Plus, appointing Jacob Rees-Mogg as Secretary of State (SoS) for Business Enterprise and Industrial Strategy (BEIS) may, however fairly, feel to some more of a yearning for steam power and imperial units than clean transport and innovation. So there is some cause for concern in the mood music, if not (yet) specific policies.
On the other hand, she’s signed up to the Conservative Environment Network’s “Environment Pledge”, with key commitments to the likes of Net Zero by 2050 and the 2030 phase out of internal combustion engine (ICE) cars, alongside specific measures including the continued roll out of EV chargepoints.
And while the all important Office for Zero Emissions Vehicles (OZEV) is part owned by BEIS, it is perhaps closer linked to the Department of Transport (DfT), where it’s housed. Grant Shapps’ replacement as SoS for Transport is Anne Marie-Trevelyan (AMT). AMT has shown consistent commitment to net zero and the energy transition in her recent roles including as junior Minister at BEIS in 2021 and as UK International Champion on Adaptation and Resilience for the COP26 Presidency.
This is more promising. But assessing Liz Truss’ politics in general isn’t that easy. The recent harder-line, right-winger of the leadership election might not be 100% reflective of how she’ll govern. This true blue Tory (previously fiercely republican Liberal Democrat), Brexiteer (previously vociferous Remain campaigner) might, put delicately, be more political weathervane than signpost.
Economically, she’s made one thing clear – she really doesn’t like tax. But the EV sector doesn’t really rely on tax receipts so much anymore. While there are some big investments to come (RCF and LEVI), direct grants are on their way out, tapering to zero.
In fact, the most potent incentive in our industry currently is the low Benefit in Kind tax rates on company vehicles – if she chooses to maintain those low rates, it will do the early industry a world of good. Bringing VAT on public charging down to 5% would also be a shrewd move!

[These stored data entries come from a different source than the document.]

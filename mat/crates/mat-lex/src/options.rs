//! Lexer configuration.

use serde::{Deserialize, Serialize};
use std::fmt;
use std::str::FromStr;

/// Input notation the caller declares.
///
/// Both notations are scanned by the same rules; the value is carried for
/// tooling and reporting.
#[derive(Clone, Copy, Debug, Default, PartialEq, Eq, Serialize, Deserialize)]
#[serde(rename_all = "lowercase")]
pub enum Notation {
    /// LaTeX-like input, `\frac{1}{2}`
    #[default]
    Latex,
    /// Plain ASCII Mat input, `1/2`
    Mat,
}

impl fmt::Display for Notation {
    fn fmt(&self, f: &mut fmt::Formatter<'_>) -> fmt::Result {
        match self {
            Notation::Latex => write!(f, "latex"),
            Notation::Mat => write!(f, "mat"),
        }
    }
}

impl FromStr for Notation {
    type Err = String;

    fn from_str(s: &str) -> Result<Self, Self::Err> {
        match s.to_ascii_lowercase().as_str() {
            "latex" => Ok(Notation::Latex),
            "mat" => Ok(Notation::Mat),
            other => Err(format!("unknown notation '{}' (expected latex or mat)", other)),
        }
    }
}

/// Options fixed at lexer construction.
///
/// # Example
///
/// ```
/// use mat_lex::{LexOptions, Notation};
///
/// let options = LexOptions::default()
///     .with_notation(Notation::Mat)
///     .with_strict_reporting(false);
/// assert!(options.show_warnings);
/// assert!(!options.strict_reporting);
/// ```
#[derive(Clone, Copy, Debug, PartialEq, Eq, Serialize, Deserialize)]
#[serde(default)]
pub struct LexOptions {
    /// Declared input notation
    pub notation: Notation,
    /// Emit warning diagnostics. Errors are always emitted.
    pub show_warnings: bool,
    /// Stop lexing for good once a `Fail` token has been produced
    pub strict_reporting: bool,
    /// Skip ASCII whitespace between tokens. Off by default, where a
    /// space is an unexpected character like any other.
    pub skip_whitespace: bool,
}

impl Default for LexOptions {
    fn default() -> Self {
        Self {
            notation: Notation::Latex,
            show_warnings: true,
            strict_reporting: true,
            skip_whitespace: false,
        }
    }
}

impl LexOptions {
    /// Sets the declared notation.
    pub fn with_notation(mut self, notation: Notation) -> Self {
        self.notation = notation;
        self
    }

    /// Enables or disables warning diagnostics.
    pub fn with_show_warnings(mut self, show_warnings: bool) -> Self {
        self.show_warnings = show_warnings;
        self
    }

    /// Enables or disables the halt after a `Fail` token.
    pub fn with_strict_reporting(mut self, strict_reporting: bool) -> Self {
        self.strict_reporting = strict_reporting;
        self
    }

    /// Enables or disables whitespace skipping.
    pub fn with_skip_whitespace(mut self, skip_whitespace: bool) -> Self {
        self.skip_whitespace = skip_whitespace;
        self
    }
}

Of course, we’d like to see fuel duty climb, rather than fall, and the introduction of a cross-border carbon tax would be a hugely potent measure to address climate change. But we may have to accept these things are unlikely to progress much in the coming months/years.

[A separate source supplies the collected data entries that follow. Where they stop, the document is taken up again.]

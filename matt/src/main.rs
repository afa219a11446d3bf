//! Matt CLI - command-line front end for the Mat math tokenizer.
//!
//! This is the main entry point for the matt CLI application.
//! It uses clap for argument parsing and dispatches to the appropriate
//! command handlers based on user input.

mod commands;
mod config;
mod error;

use std::path::PathBuf;

use clap::{Parser, Subcommand};
use mat_lex::Notation;
use tracing_subscriber::{fmt, prelude::*, EnvFilter};

use commands::common::OutputFormat;
use commands::traits::{Command, CommandDescription};
use commands::{InitArgs, InitCommand, KeywordsArgs, KeywordsCommand, LexArgs, LexCommand};
use config::Config;
use error::{MattError, Result};

/// Matt - tokenize LaTeX-like and Mat math expressions
#[derive(Parser, Debug)]
#[command(name = "matt")]
#[command(author = "Mat Team")]
#[command(version = env!("CARGO_PKG_VERSION"))]
#[command(about = "Tokenize LaTeX-like and Mat math expressions", long_about = None)]
#[command(propagate_version = true)]
struct Cli {
    /// Enable verbose output
    #[arg(short, long, global = true, env = "MATT_VERBOSE")]
    verbose: bool,

    /// Path to configuration file
    #[arg(short, long, global = true, env = "MATT_CONFIG")]
    config: Option<PathBuf>,

    /// Disable color output
    #[arg(long, global = true, env = "MATT_NO_COLOR")]
    no_color: bool,

    #[command(subcommand)]
    command: Commands,
}

/// Available subcommands for the matt CLI.
#[derive(Subcommand, Debug)]
enum Commands {
    /// Tokenize an expression and print the tokens
    ///
    /// Reads the expression from FILE, from --expr, or from standard input
    /// when FILE is `-` or omitted. Exits with an error if an unexpected
    /// character was found.
    Lex(LexCommandArgs),

    /// List the recognized escape words
    Keywords,

    /// Write a default matt.toml
    Init(InitCommandArgs),
}

/// Arguments for the lex subcommand.
#[derive(Parser, Debug)]
struct LexCommandArgs {
    /// Input file (`-` for standard input)
    #[arg(conflicts_with = "expr")]
    file: Option<PathBuf>,

    /// Expression to tokenize
    #[arg(short, long)]
    expr: Option<String>,

    /// Input notation (latex, mat)
    #[arg(short, long, env = "MATT_NOTATION")]
    notation: Option<Notation>,

    /// Suppress warnings
    #[arg(long)]
    no_warnings: bool,

    /// Keep lexing after an unexpected character
    #[arg(long)]
    lenient: bool,

    /// Skip whitespace between tokens instead of failing on it
    #[arg(long)]
    skip_whitespace: bool,

    /// Output format
    #[arg(short = 'F', long, value_enum, env = "MATT_FORMAT")]
    format: Option<OutputFormat>,

    /// Print the byte offset of each token
    #[arg(long)]
    show_offsets: bool,
}

/// Arguments for the init subcommand.
#[derive(Parser, Debug)]
struct InitCommandArgs {
    /// Directory to write matt.toml into (default: current directory)
    #[arg(short, long)]
    path: Option<PathBuf>,

    /// Overwrite an existing matt.toml
    #[arg(short, long)]
    force: bool,
}

/// Main entry point for the matt CLI.
///
/// Parses command-line arguments, initializes logging, loads configuration,
/// and dispatches to the appropriate command handler.
fn main() -> Result<()> {
    let cli = Cli::parse();

    // Initialize logging
    init_logging(cli.verbose, cli.no_color)?;

    // Load configuration
    let config = load_config(cli.config.as_deref())?;

    // Execute the selected command
    execute_command(cli.command, cli.verbose, config)
}

/// Initialize the logging system.
///
/// Log output goes to stderr so that token dumps on stdout stay clean.
fn init_logging(verbose: bool, no_color: bool) -> Result<()> {
    let filter = if verbose {
        EnvFilter::new("debug")
    } else {
        EnvFilter::new("info")
    };

    let subscriber = fmt::layer()
        .with_writer(std::io::stderr)
        .with_ansi(!no_color)
        .with_target(false)
        .with_thread_ids(false)
        .with_thread_names(false);

    tracing_subscriber::registry()
        .with(filter)
        .with(subscriber)
        .try_init()
        .map_err(|e| MattError::Config(format!("Failed to initialize logging: {}", e)))?;

    Ok(())
}

/// Load configuration from file or use defaults.
fn load_config(config_path: Option<&std::path::Path>) -> Result<Config> {
    match config_path {
        Some(path) => Config::load_from_path(path),
        None => Config::load(),
    }
}

/// Execute the selected command.
fn execute_command(command: Commands, verbose: bool, config: Config) -> Result<()> {
    let verbose = verbose || config.verbose;
    match command {
        Commands::Lex(args) => execute_lex(args, verbose, config),
        Commands::Keywords => run_command::<KeywordsCommand>(KeywordsArgs),
        Commands::Init(args) => execute_init(args, verbose),
    }
}

/// Build and run a command.
fn run_command<C: Command + CommandDescription>(args: C::Args) -> Result<C::Output> {
    tracing::debug!(command = C::name(), "{}", C::description());
    C::new(args).execute()
}

/// Execute the lex command.
fn execute_lex(args: LexCommandArgs, verbose: bool, config: Config) -> Result<()> {
    let lex_args = LexArgs {
        verbose,
        file: args.file,
        expr: args.expr,
        notation: args.notation,
        no_warnings: args.no_warnings,
        lenient: args.lenient,
        skip_whitespace: args.skip_whitespace,
        format: args.format,
        show_offsets: args.show_offsets,
        config,
    };
    run_command::<LexCommand>(lex_args)
}

/// Execute the init command.
fn execute_init(args: InitCommandArgs, verbose: bool) -> Result<()> {
    let init_args = InitArgs {
        verbose,
        force: args.force,
        path: args.path,
    };
    run_command::<InitCommand>(init_args).map(|_| ())
}

#[cfg(test)]
mod tests {
    use super::*;

    #[test]
    fn test_cli_parse_lex_expr() {
        let cli = Cli::parse_from(["matt", "lex", "-e", "x+1"]);
        if let Commands::Lex(args) = cli.command {
            assert_eq!(args.expr, Some("x+1".to_string()));
            assert!(args.file.is_none());
        } else {
            panic!("Expected Lex command");
        }
    }

    #[test]
    fn test_cli_parse_lex_file() {
        let cli = Cli::parse_from(["matt", "lex", "expr.tex"]);
        if let Commands::Lex(args) = cli.command {
            assert_eq!(args.file, Some(PathBuf::from("expr.tex")));
        } else {
            panic!("Expected Lex command");
        }
    }

    #[test]
    fn test_cli_parse_lex_flags() {
        let cli = Cli::parse_from([
            "matt",
            "lex",
            "-e",
            "1/2",
            "--notation",
            "mat",
            "--no-warnings",
            "--lenient",
            "--skip-whitespace",
            "--format",
            "json",
            "--show-offsets",
        ]);
        if let Commands::Lex(args) = cli.command {
            assert_eq!(args.notation, Some(Notation::Mat));
            assert!(args.no_warnings);
            assert!(args.lenient);
            assert!(args.skip_whitespace);
            assert_eq!(args.format, Some(OutputFormat::Json));
            assert!(args.show_offsets);
        } else {
            panic!("Expected Lex command");
        }
    }

    #[test]
    fn test_cli_rejects_unknown_notation() {
        let result = Cli::try_parse_from(["matt", "lex", "-e", "x", "--notation", "tex"]);
        assert!(result.is_err());
    }

    #[test]
    fn test_cli_rejects_file_and_expr() {
        let result = Cli::try_parse_from(["matt", "lex", "a.tex", "-e", "x"]);
        assert!(result.is_err());
    }

    #[test]
    fn test_cli_parse_keywords() {
        let cli = Cli::parse_from(["matt", "keywords"]);
        assert!(matches!(cli.command, Commands::Keywords));
    }

    #[test]
    fn test_cli_parse_init_with_force() {
        let cli = Cli::parse_from(["matt", "init", "--force", "--path", "/tmp/m"]);
        if let Commands::Init(args) = cli.command {
            assert!(args.force);
            assert_eq!(args.path, Some(PathBuf::from("/tmp/m")));
        } else {
            panic!("Expected Init command");
        }
    }

    #[test]
    fn test_cli_parse_global_flags() {
        let cli = Cli::parse_from([
            "matt",
            "--verbose",
            "--no-color",
            "--config",
            "/path/to/matt.toml",
            "keywords",
        ]);
        assert!(cli.verbose);
        assert!(cli.no_color);
        assert_eq!(cli.config, Some(PathBuf::from("/path/to/matt.toml")));
    }
}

And whether such an intervention is representative of her economics or not, her “Price Guarantee” and “Energy Bill Relief Scheme” should ensure that EVs will remain much cheaper overall per mile than ICE cars, which helps. So no immediate dramas here.
Uncertain Political Outlook
The incoming PM doesn’t have much guaranteed term to serve. With her determination to mark a break from previous governments, she’s taking her policy agenda away from the Conservative Party 2019 Manifesto – e.g. on fracking. Thus the pressure for her to call a general election will only grow.
But even if she doesn’t yield, we have to have an election by the end of 2024. Including campaigning time, she’s got a maximum of ~18 months in this term, much of which will likely be consumed with active crisis management, rather than radical change.
The EV Genie Is Out the Bottle
Ultimately, politics schmolitics. The fundamental superiority of the EV in terms of performance, convenience and emissions reductions will only become more real and more apparent as time moves on. We may have a temporary crisis in the price of electricity and a supply chain crunch holding back the recent rapid growth of our sector, but these things will right themselves.
Radical and deliberate interventionist policies would be needed to prevent the triumph of the electric car. It’s happening anyway. Good policy is about making the emissions savings real sooner, and ensuring the transition takes place in a fair way.
And we wish her the very best with this task!